More than 8,000 writers have signed an open letter demanding that the companies behind ChatGPT, Bardand other generative AI platforms, stop stealing their books to train them.
The letter, which was published via the Authors Guild of America (The Authors Guild), is aimed at the CEOs of the main companies in the sector: Sam Altman (OpenAI), Sundar Pichai (Google), Satya Nadella (Microsoft), Mark Zuckerberg (Meta), Emad Mostaque (Stability AI) and Arvind Krishna (IBM).
What the authors demand is that the companies in question stop using their works to train chatbots such as ChatGPT and Bard, without having permission to do so. This means not only obtaining the consent of those who wrote the works, but also giving them the corresponding credit and “compensate them fairly”considering that it is material protected by copyright laws.
The writers not only accuse major companies in the field of artificial intelligence of using their work without authorization, but also to obtain it illegally.
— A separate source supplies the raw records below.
use crate::config::types::{Config, NavigationConfig, RendererConfig, SiteEntry, UserAgentConfig};
use crate::ConfigError;
use std::collections::HashSet;
use url::Url;

const MAX_LEVEL_THRESHOLD: u32 = 10;
const MAX_CONCURRENT_RENDERS: usize = 64;
const MAX_PAGE_LOAD_TIMEOUT: u64 = 600;

/// Validates the entire configuration
pub fn validate(config: &Config) -> Result<(), ConfigError> {
    validate_navigation_config(&config.navigation)?;
    validate_renderer_config(&config.renderer)?;
    validate_user_agent_config(&config.user_agent)?;
    validate_sites(&config.sites)?;
    Ok(())
}

/// Validates navigation search configuration
fn validate_navigation_config(config: &NavigationConfig) -> Result<(), ConfigError> {
    if config.level_threshold < 1 || config.level_threshold > MAX_LEVEL_THRESHOLD {
        return Err(ConfigError::Validation(format!(
            "level_threshold must be between 1 and {}, got {}",
            MAX_LEVEL_THRESHOLD, config.level_threshold
        )));
    }

    if config.max_concurrent_renders < 1 || config.max_concurrent_renders > MAX_CONCURRENT_RENDERS
    {
        return Err(ConfigError::Validation(format!(
            "max_concurrent_renders must be between 1 and {}, got {}",
            MAX_CONCURRENT_RENDERS, config.max_concurrent_renders
        )));
    }

    Ok(())
}

/// Validates render client configuration
fn validate_renderer_config(config: &RendererConfig) -> Result<(), ConfigError> {
    if config.page_load_timeout < 1 || config.page_load_timeout > MAX_PAGE_LOAD_TIMEOUT {
        return Err(ConfigError::Validation(format!(
            "page_load_timeout must be between 1 and {}s, got {}s",
            MAX_PAGE_LOAD_TIMEOUT, config.page_load_timeout
        )));
    }

    Ok(())
}

/// Validates user agent configuration
fn validate_user_agent_config(config: &UserAgentConfig) -> Result<(), ConfigError> {
    // Crawler name: non-empty, alphanumeric + hyphens only
    if config.crawler_name.is_empty() {
        return Err(ConfigError::Validation(
            "crawler_name cannot be empty".to_string(),
        ));
    }

    if !config
        .crawler_name
        .chars()
        .all(|c| c.is_alphanumeric() || c == '-')
    {
        return Err(ConfigError::Validation(format!(
            "crawler_name must contain only alphanumeric characters and hyphens, got '{}'",
            config.crawler_name
        )));
    }

    Url::parse(&config.contact_url)
        .map_err(|e| ConfigError::InvalidUrl(format!("Invalid contact_url: {}", e)))?;

    validate_email(&config.contact_email)?;

    Ok(())
}

/// Validates the list of sites to measure
fn validate_sites(sites: &[SiteEntry]) -> Result<(), ConfigError> {
    let mut names = HashSet::new();

    for site in sites {
        if site.name.trim().is_empty() {
            return Err(ConfigError::Validation(
                "site name cannot be empty".to_string(),
            ));
        }

        if !names.insert(site.name.as_str()) {
            return Err(ConfigError::Validation(format!(
                "duplicate site name '{}'",
                site.name
            )));
        }

        validate_http_url(&site.root, "root", &site.name)?;

        for target in &site.targets {
            validate_http_url(target, "target", &site.name)?;
        }
    }

    Ok(())
}

/// Requires an absolute http(s) URL
fn validate_http_url(candidate: &str, role: &str, site: &str) -> Result<(), ConfigError> {
    let url = Url::parse(candidate).map_err(|e| {
        ConfigError::InvalidUrl(format!(
            "Invalid {} URL '{}' for site '{}': {}",
            role, candidate, site, e
        ))
    })?;

    if url.scheme() != "http" && url.scheme() != "https" {
        return Err(ConfigError::Validation(format!(
            "{} URL '{}' for site '{}' must use http or https",
            role, candidate, site
        )));
    }

    Ok(())
}

/// Basic email validation
fn validate_email(email: &str) -> Result<(), ConfigError> {
    if email.is_empty() {
        return Err(ConfigError::Validation(
            "contact_email cannot be empty".to_string(),
        ));
    }

    let parts: Vec<&str> = email.split('@').collect();
    if parts.len() != 2 || parts[0].is_empty() || parts[1].is_empty() {
        return Err(ConfigError::Validation(format!(
            "Invalid email format: '{}'",
            email
        )));
    }

    if !parts[1].contains('.') {
        return Err(ConfigError::Validation(format!(
            "Invalid email domain: '{}'",
            email
        )));
    }

    Ok(())
}

#[cfg(test)]
mod tests {
    use super::*;

    fn site(name: &str, root: &str, targets: &[&str]) -> SiteEntry {
        SiteEntry {
            name: name.to_string(),
            root: root.to_string(),
            targets: targets.iter().map(|t| t.to_string()).collect(),
            link_count: None,
        }
    }

    #[test]
    fn test_validate_navigation_bounds() {
        let mut config = NavigationConfig::default();
        assert!(validate_navigation_config(&config).is_ok());

        config.level_threshold = 0;
        assert!(validate_navigation_config(&config).is_err());

        config.level_threshold = MAX_LEVEL_THRESHOLD + 1;
        assert!(validate_navigation_config(&config).is_err());

        config.level_threshold = 2;
        config.max_concurrent_renders = 0;
        assert!(validate_navigation_config(&config).is_err());
    }

    #[test]
    fn test_validate_renderer_timeout() {
        let mut config = RendererConfig::default();
        assert!(validate_renderer_config(&config).is_ok());

        config.page_load_timeout = 0;
        assert!(validate_renderer_config(&config).is_err());
    }

    #[test]
    fn test_validate_sites() {
        assert!(validate_sites(&[site(
            "A",
            "https://a.example.edu",
            &["http://a.example.edu/page"]
        )])
        .is_ok());

        assert!(validate_sites(&[site("", "https://a.example.edu", &[])]).is_err());
        assert!(validate_sites(&[site("A", "not a url", &[])]).is_err());
        assert!(validate_sites(&[site("A", "ftp://a.example.edu", &[])]).is_err());
        assert!(validate_sites(&[site("A", "https://a.example.edu", &["nope"])]).is_err());
    }

    #[test]
    fn test_duplicate_site_names_rejected() {
        let sites = vec![
            site("A", "https://a.example.edu", &[]),
            site("A", "https://b.example.edu", &[]),
        ];
        let err = validate_sites(&sites).unwrap_err();
        assert!(err.to_string().contains("duplicate"));
    }

    #[test]
    fn test_validate_email() {
        assert!(validate_email("user@example.com").is_ok());
        assert!(validate_email("admin@sub.example.com").is_ok());

        assert!(validate_email("").is_err());
        assert!(validate_email("invalid").is_err());
        assert!(validate_email("@example.com").is_err());
        assert!(validate_email("user@").is_err());
        assert!(validate_email("user@domain").is_err());
    }
}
Specifically, they mention the use of “notorious hacking websites” to gain access to books that are later included in data sets for training platforms such as ChatGPT and Bard.
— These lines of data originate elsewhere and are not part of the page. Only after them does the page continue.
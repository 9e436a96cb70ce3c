//! In-memory site used to drive navigation tests

use crate::render::{PageRenderer, RenderedPage};
use crate::RenderError;
use async_trait::async_trait;
use std::collections::HashMap;
use std::sync::atomic::{AtomicUsize, Ordering};
use std::sync::Mutex;

/// A scripted site: every known URL has a final URL and a list of links
///
/// Unknown URLs fail with a 404, so tests can model dead pages by leaving
/// them out.
#[derive(Default)]
pub struct ScriptedRenderer {
    pages: HashMap<String, Vec<String>>,
    redirects: HashMap<String, String>,
    renders: AtomicUsize,
    log: Mutex<Vec<String>>,
}

impl ScriptedRenderer {
    pub fn new() -> Self {
        Self::default()
    }

    /// Adds a page with the given outbound links
    pub fn page(mut self, url: &str, links: &[&str]) -> Self {
        self.pages.insert(
            url.to_string(),
            links.iter().map(|l| l.to_string()).collect(),
        );
        self
    }

    /// Makes `from` resolve to `to`; the links served are those of `to`
    pub fn redirect(mut self, from: &str, to: &str) -> Self {
        self.redirects.insert(from.to_string(), to.to_string());
        self
    }

    pub fn render_count(&self) -> usize {
        self.renders.load(Ordering::SeqCst)
    }

    /// Every URL rendered, in call order
    pub fn rendered_urls(&self) -> Vec<String> {
        self.log.lock().map(|log| log.clone()).unwrap_or_default()
    }
}

#[async_trait]
impl PageRenderer for ScriptedRenderer {
    async fn render(&self, url: &str) -> Result<RenderedPage, RenderError> {
        self.renders.fetch_add(1, Ordering::SeqCst);
        if let Ok(mut log) = self.log.lock() {
            log.push(url.to_string());
        }

        let final_url = self
            .redirects
            .get(url)
            .cloned()
            .unwrap_or_else(|| url.to_string());

        match self.pages.get(&final_url) {
            Some(links) => Ok(RenderedPage::new(final_url, links.clone())),
            None if final_url != url => Ok(RenderedPage::new(final_url, Vec::new())),
            None => Err(RenderError::Status {
                url: url.to_string(),
                status: 404,
            }),
        }
    }
}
Among the signatories, names such as those of Margaret Atwood (The Handmaid’s Tale), James Patterson (Alex Cross), Jonathan Franzen (The corrections) and Dan Brown (The Da Vinci Code). The petition is still open to receive the support of more authors.
“Generative AI technologies based on large language models owe their existence to our writing. These technologies mimic and regurgitate our language, stories, style, and ideas. Millions of copyrighted books, articles, essays, and poetry provide the “food” for AI systems—endless meals for which there has been no bill. Billions of dollars are being spent to develop AI technology. It is only fair that we are compensated for using our writing, without which AI would be banal and extremely limited.”
Open letter from writers against OpenAI, Microsoft, Meta, Google, Stability AI and IBM.
Authors demand compensation for the use of their books to train Bard and ChatGPT
The claim of the writers is not without support. Nowadays, you can ask ChatGPT or Bard to write a text based on the literary style of a certain author, and chatbots can do it in a matter of seconds. This is only possible if the language models that empower them have previous —and massive— knowledge of their works.
In general, companies such as OpenAI, Google or Meta, maintain that their artificial intelligence platforms are trained with data publicly available on the web. This isn’t necessarily a fallacy, but it’s never entirely clear what each company defines as “publicly available.”
Weeks ago it became known that Sam Altman’s company is facing a class action lawsuit for allegedly stealing personal data to train ChatGPT. According to the indictment, OpenAI also “systematically collected 300 billion words from the internet, books, articles, websites and publications.” For their part, authors such as Sarah Silverman, Christopher Golden and Richard Kadrey also led to startup Californian in court for misuse of her books in her AI chatbot.
In the open letter that was released in the last few hours, the Authors’ Union assures that chatbots like ChatGPT and Bard are becoming a real threat. “As a result of incorporating our writing into their systems, generative AI threatens to harm our profession by flooding the market with mediocre machine-written books, stories and pieces of journalism based on our work,” he says.
Seeking to mitigate the impact of generative AI
To mitigate the impact of unauthorized use of their works to train artificial intelligence models, the authors propose various measures. First, that companies obtain permission before using copyrighted material before including it in the datasets training of your chatbots. Second, that writers be fairly compensated for past and current use of their books.
But the most curious thing is that the writers also ask that get paid for the use of their work in content generated by Bard or ChatGPT, even if these do not constitute a violation of copyright. What does this mean? That if, for example, a chatbot writes “original content” but with the literary style of Margaret Atwood, the writer receives a kind of royalty for it.
It remains to be seen how this story progresses. For now, the Authors Guild of America is not threatening to bring the targeted companies to justice. But it may all depend on what kind of response they get, if any.
What is interesting about this case is that it exposes a growing concern in different spheres of the artistic world. In the United States, the use of generative AI in Hollywood is on the table these days, both as a replacement for actors and extras, and as scriptwriters.
In Europe, meanwhile, the discussion around the Artificial Intelligence Law is also putting the spotlight on use of copyrighted material. In fact, this has already caused the first short circuits with OpenAI and other companies, since they should record what intellectual property data is used to train ChatGPT and similar platforms.